(Stored items)
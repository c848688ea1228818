//! # packet-buffer
//!
//! A growable, bidirectional packet buffer for hand-rolled binary protocols.
//!
//! Values are written to an outbound region and read back from an inbound
//! region with explicit cursors, bounds checks before every access, and a
//! documented wire format for primitives, strings and float vectors.
//!
//! ## Modules
//! - [`core`]: the buffer, wire encoding, codec and dump helpers
//! - [`config`]: per-buffer settings loaded from TOML or the environment
//! - [`error`]: the crate error type
//! - [`utils`]: rotation obfuscation and logging setup
//!
//! ## Example
//! ```rust
//! use packet_buffer::core::packet::PacketBuffer;
//!
//! let mut out = PacketBuffer::new();
//! out.write_string("hello").unwrap();
//! out.write_float(1.5).unwrap();
//!
//! let mut inbound = PacketBuffer::new();
//! inbound.push_inbound(&out.take_outbound()).unwrap();
//! assert_eq!(inbound.read_string().unwrap(), "hello");
//! assert_eq!(inbound.read_float().unwrap(), 1.5);
//! ```

#![cfg_attr(not(test), deny(clippy::unwrap_used, clippy::expect_used))]

pub mod config;
pub mod core;
pub mod error;
pub mod utils;

pub use crate::config::{BufferConfig, PacketConfig};
pub use crate::core::codec::PacketCodec;
pub use crate::core::packet::{BufferState, PacketBuffer};
pub use crate::error::{PacketError, Result};
//! # Error Types
//!
//! Error handling for every packet buffer operation.
//!
//! Bounds are checked before every access, so each violation surfaces here at
//! the point where it happens instead of as corrupted or garbage data.
//!
//! ## Error Categories
//! - **Underflow**: a read asked for more bytes than remain, or a delimiter
//!   scan ran off the end of the inbound region
//! - **Framing**: negative or oversized length prefixes, invalid UTF-8 text
//! - **Allocation**: growth could not obtain memory or hit the configured limit
//! - **I/O**: dump and restore helpers failed on the filesystem
//!
//! ## Example Usage
//! ```rust
//! use packet_buffer::core::packet::PacketBuffer;
//! use packet_buffer::error::PacketError;
//!
//! let mut packet = PacketBuffer::from_inbound(&[0x01, 0x02], Default::default()).unwrap();
//! match packet.read_int() {
//!     Err(e) if e.is_underflow() => assert_eq!(packet.in_pos(), 0),
//!     other => panic!("unexpected: {other:?}"),
//! }
//! # let _ = PacketError::DelimiterNotFound;
//! ```

use std::io;
use thiserror::Error;

/// Error message constants to reduce allocations in error paths.
pub mod constants {
    /// Configuration errors
    pub const ERR_ZERO_INITIAL_CAPACITY: &str = "Initial capacity must be greater than 0";
    pub const ERR_CAPACITY_ORDER: &str = "Initial capacity cannot exceed max capacity";
    pub const ERR_ROTATION_RANGE: &str = "Obfuscation rotation must be between 1 and 7";
}

/// PacketError is the error type for all buffer operations
#[derive(Error, Debug)]
pub enum PacketError {
    #[error("I/O error: {0}")]
    Io(#[from] io::Error),

    #[error("Not enough data: needed {needed} bytes, {available} available")]
    Underflow { needed: usize, available: usize },

    #[error("Delimiter not found in remaining data")]
    DelimiterNotFound,

    #[error("Invalid length prefix: {0}")]
    InvalidLength(i32),

    #[error("Length does not fit a 4-byte prefix: {0}")]
    LengthOverflow(usize),

    #[error("Text is not valid UTF-8")]
    InvalidUtf8,

    #[error("Allocation failed while growing to {0} bytes")]
    AllocationFailure(usize),

    #[error("Capacity limit exceeded: requested {requested} bytes, limit {limit}")]
    CapacityExceeded { requested: usize, limit: usize },

    #[error("Packet buffer has been invalidated")]
    Invalidated,

    #[error("Packet too large: {0} bytes")]
    OversizedPacket(usize),

    #[error("Position {pos} out of range for {size} written bytes")]
    InvalidPosition { pos: usize, size: usize },

    #[error("Configuration error: {0}")]
    ConfigError(String),
}

impl PacketError {
    /// True for errors caused by the inbound region running out of data.
    ///
    /// A missing delimiter is an underflow too: the scan exhausted the
    /// region before finding its marker.
    pub fn is_underflow(&self) -> bool {
        matches!(
            self,
            PacketError::Underflow { .. } | PacketError::DelimiterNotFound
        )
    }
}

/// Type alias for Results using PacketError
pub type Result<T> = std::result::Result<T, PacketError>;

▸ WHAT THE TASK REQUIRES: All of the lines above that carry the string "than" need to be found and copied.

▸ RESPONSE TO THIS TASK:
//! - **Underflow**: a read asked for more bytes than remain, or a delimiter
    pub const ERR_ZERO_INITIAL_CAPACITY: &str = "Initial capacity must be greater than 0";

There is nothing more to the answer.